ThreatSwitch processes Customer Data under the direction of our Customers. Customers are responsible for complying with any regulations or laws that require providing notice, disclosure, and/or obtaining consent prior to transferring the data to ThreatSwitch for processing purposes. Terms not otherwise defined herein shall have the meaning as set forth in the ThreatSwitch Customer Terms of Service (the ‘Agreement’). In the event of a conflict between this Product Privacy Policy and the Agreement, the terms of the Agreement will control.

We periodically update this Product Privacy Policy. We will post any changes on this page and, if the changes are significant, we will provide an update through the Notification app in your ThreatSwitch portal.

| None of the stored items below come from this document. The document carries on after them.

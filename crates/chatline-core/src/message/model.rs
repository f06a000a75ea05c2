//! Conversation message types.

use super::payload::{KnowledgeSources, MessagePayload, WeatherReport};
use crate::ids::{ConversationId, LocalId, MessageId};
use chrono::{DateTime, Utc};
use serde::{Deserialize, Serialize};

/// Who authored a message.
#[derive(Debug, Clone, Copy, PartialEq, Eq, Hash, Serialize, Deserialize)]
#[serde(rename_all = "SCREAMING_SNAKE_CASE")]
pub enum MessageRole {
    User,
    Assistant,
}

/// Declared type of a message as carried on the wire.
#[derive(Debug, Clone, Copy, PartialEq, Eq, Hash, Serialize, Deserialize)]
#[serde(rename_all = "SCREAMING_SNAKE_CASE")]
pub enum MessageKind {
    Text,
    Weather,
    Knowledge,
}

impl MessageKind {
    /// Wire name (`TEXT`, `WEATHER`, `KNOWLEDGE`).
    pub fn as_str(&self) -> &'static str {
        match self {
            Self::Text => "TEXT",
            Self::Weather => "WEATHER",
            Self::Knowledge => "KNOWLEDGE",
        }
    }

    /// Short display label shown next to assistant messages.
    pub fn label(&self) -> &'static str {
        match self {
            Self::Text => "文本",
            Self::Weather => "天气",
            Self::Knowledge => "知识",
        }
    }
}

/// A single, well-formed message.
///
/// The payload variant always matches the declared type, so consumers never
/// need to check for missing metadata.
#[derive(Debug, Clone, PartialEq)]
pub struct Message {
    pub id: MessageId,
    pub conversation_id: ConversationId,
    pub content: String,
    pub role: MessageRole,
    pub timestamp: DateTime<Utc>,
    pub payload: MessagePayload,
}

impl Message {
    /// Builds the renderer-facing form of a not-yet-confirmed user message.
    pub fn pending_user(
        local_id: &LocalId,
        conversation_id: ConversationId,
        content: impl Into<String>,
        submitted_at: DateTime<Utc>,
    ) -> Self {
        Self {
            id: MessageId::new(local_id.as_str()),
            conversation_id,
            content: content.into(),
            role: MessageRole::User,
            timestamp: submitted_at,
            payload: MessagePayload::Text,
        }
    }

    pub fn kind(&self) -> MessageKind {
        match self.payload {
            MessagePayload::Text => MessageKind::Text,
            MessagePayload::Weather(_) => MessageKind::Weather,
            MessagePayload::Knowledge(_) => MessageKind::Knowledge,
        }
    }

    pub fn is_user(&self) -> bool {
        self.role == MessageRole::User
    }

    pub fn weather(&self) -> Option<&WeatherReport> {
        match &self.payload {
            MessagePayload::Weather(report) => Some(report),
            _ => None,
        }
    }

    pub fn knowledge(&self) -> Option<&KnowledgeSources> {
        match &self.payload {
            MessagePayload::Knowledge(sources) => Some(sources),
            _ => None,
        }
    }
}

/// Result of a confirmed send: the stored user message and the assistant's
/// answer, in that order.
#[derive(Debug, Clone, PartialEq)]
pub struct SendReply {
    pub user_message: Message,
    pub bot_message: Message,
}
pub mod model;
pub mod repository;

pub use model::AppState;
pub use repository::StateRepository;
//! Client configuration.

use serde::{Deserialize, Serialize};
use std::time::Duration;

pub const DEFAULT_ENDPOINT: &str = "http://localhost:8787/graphql";

/// Environment variable that overrides [`ClientConfig::endpoint`].
pub const ENDPOINT_ENV_VAR: &str = "GRAPHQL_ENDPOINT";

/// Settings loaded from `config.toml`. Missing keys take their defaults.
#[derive(Debug, Clone, PartialEq, Eq, Serialize, Deserialize)]
#[serde(default)]
pub struct ClientConfig {
    pub endpoint: String,
    pub message_poll_interval_ms: u64,
    pub conversation_poll_interval_ms: u64,
    pub request_timeout_secs: u64,
    /// Length of titles derived from a first message, in characters.
    pub title_max_chars: usize,
}

impl Default for ClientConfig {
    fn default() -> Self {
        Self {
            endpoint: DEFAULT_ENDPOINT.to_string(),
            message_poll_interval_ms: 5_000,
            conversation_poll_interval_ms: 10_000,
            request_timeout_secs: 30,
            title_max_chars: 30,
        }
    }
}

impl ClientConfig {
    pub fn message_poll_interval(&self) -> Duration {
        Duration::from_millis(self.message_poll_interval_ms.max(1))
    }

    pub fn conversation_poll_interval(&self) -> Duration {
        Duration::from_millis(self.conversation_poll_interval_ms.max(1))
    }

    pub fn request_timeout(&self) -> Duration {
        Duration::from_secs(self.request_timeout_secs)
    }
}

While we will notify you of any material changes to this Product Privacy Policy prior to the changes becoming effective, we encourage you to review this policy periodically. 

Information We Collect and Receive

Location Information: We collect location-based information exclusively for the purpose of security monitoring on the system.

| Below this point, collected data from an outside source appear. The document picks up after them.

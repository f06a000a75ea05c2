//! Raw message records as delivered by the remote service.
//!
//! The server declares a `type` and attaches loosely-typed `metadata`. Turning
//! a record into a [`Message`] normalises the metadata so that every message
//! handed to a renderer is well-formed for its type.

use super::model::{Message, MessageKind, MessageRole};
use super::payload::{KnowledgeSources, MessagePayload, WeatherReport};
use crate::error::{ChatError, Result};
use crate::ids::{ConversationId, MessageId, ServerId};
use chrono::{DateTime, TimeZone, Utc};
use serde::{Deserialize, Serialize};
use serde_json::Value;

/// A message exactly as the remote service returned it.
#[derive(Debug, Clone, PartialEq, Serialize, Deserialize)]
#[serde(rename_all = "camelCase")]
pub struct MessageRecord {
    pub id: String,
    pub conversation_id: String,
    pub content: String,
    #[serde(rename = "type")]
    pub kind: MessageKind,
    pub role: MessageRole,
    pub timestamp: String,
    #[serde(default)]
    pub metadata: Option<Value>,
}

impl MessageRecord {
    /// Validates and normalises the record.
    ///
    /// - `TEXT`: metadata is ignored.
    /// - `WEATHER`: requires `metadata.weather`; without it the message is
    ///   downgraded to `TEXT`.
    /// - `KNOWLEDGE`: missing sources default to empty, missing confidence to
    ///   `0`, and confidence is clamped to `[0, 1]`.
    ///
    /// Fails only when the timestamp cannot be parsed.
    pub fn into_message(self) -> Result<Message> {
        let timestamp = parse_timestamp(&self.timestamp)?;
        let metadata = self.metadata.and_then(unwrap_json_scalar);

        let payload = match self.kind {
            MessageKind::Text => MessagePayload::Text,
            MessageKind::Weather => match weather_from(metadata.as_ref()) {
                Some(report) => MessagePayload::Weather(report),
                None => {
                    tracing::warn!(
                        "[MessageRecord] WEATHER message {} has no weather record, rendering as TEXT",
                        self.id
                    );
                    MessagePayload::Text
                }
            },
            MessageKind::Knowledge => MessagePayload::Knowledge(knowledge_from(metadata.as_ref())),
        };

        Ok(Message {
            id: MessageId::new(self.id),
            conversation_id: ConversationId::Confirmed(ServerId::new(self.conversation_id)),
            content: self.content,
            role: self.role,
            timestamp,
            payload,
        })
    }
}

/// Parses a server timestamp: RFC 3339, or unix milliseconds as a string.
pub fn parse_timestamp(raw: &str) -> Result<DateTime<Utc>> {
    let raw = raw.trim();
    if let Ok(parsed) = DateTime::parse_from_rfc3339(raw) {
        return Ok(parsed.with_timezone(&Utc));
    }
    if let Ok(millis) = raw.parse::<i64>() {
        if let Some(parsed) = Utc.timestamp_millis_opt(millis).single() {
            return Ok(parsed);
        }
    }
    Err(ChatError::Serialization {
        format: "timestamp".to_string(),
        message: format!("unrecognised timestamp '{raw}'"),
    })
}

// GraphQL JSON scalars are sometimes delivered as an encoded string.
fn unwrap_json_scalar(value: Value) -> Option<Value> {
    match value {
        Value::Null => None,
        Value::String(encoded) => serde_json::from_str(&encoded).ok(),
        other => Some(other),
    }
}

fn weather_from(metadata: Option<&Value>) -> Option<WeatherReport> {
    let weather = metadata?.get("weather")?;
    serde_json::from_value(weather.clone()).ok()
}

fn knowledge_from(metadata: Option<&Value>) -> KnowledgeSources {
    let sources = metadata
        .and_then(|m| m.get("sources"))
        .and_then(Value::as_array)
        .map(|items| {
            items
                .iter()
                .filter_map(|item| item.as_str().map(str::to_string))
                .collect()
        })
        .unwrap_or_default();
    let confidence = metadata
        .and_then(|m| m.get("confidence"))
        .and_then(Value::as_f64)
        .unwrap_or(0.0);
    KnowledgeSources::new(sources, confidence)
}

Service Data (including Session and Usage data): When you use the Subscription Service, we automatically collect information about your computer hardware and software. This information can include your IP address, browser type, domain names, internet service provider (ISP), the files viewed on our site (e.g., HTML pages, graphics, etc.), operating system, clickstream data, access times and referring website addresses. This information is fully anonymized and used by ThreatSwitch for the operation of the Subscription Service and to maintain quality of the Subscription Service. 

Data Managed by Customers

ThreatSwitch does not control the content of customer accounts or the data that customers may choose to collect or manage using the Subscription Service.  ThreatSwitch stores our customers' information as they direct and in accordance with our agreements with our customers, and we store it on our servers. For more information, please see our terms and conditions

Data Sharing

Ensuring your privacy is important to us. We do not share your personal information with any third parties.  ThreatSwitch partners with HelloSign, who is exclusively a data processor for electronic form data. For more information on HelloSign’s SOCII compliance and privacy policy, click here.

Data Retention

The data you enter into ThreatSwitch as part of your use of the Subscription Service is retained according to the relevant agreements between you and ThreatSwitch. Customer Data is retained for as long as you remain an active customer. Your data is deleted upon an account administrator’s written request or after an established period following the termination of all customer agreements, typically two months. 

In general, Customer Data is deleted after your paid Subscription ends and your system becomes inactive. Due to regulations in data retention set by the federal government in the industrial security space, individual end-users may not request data deletion of ThreatSwitch, only appointed account administrators. Data deletion conducted by ThreatSwitch is completed for an entire company, not individual users.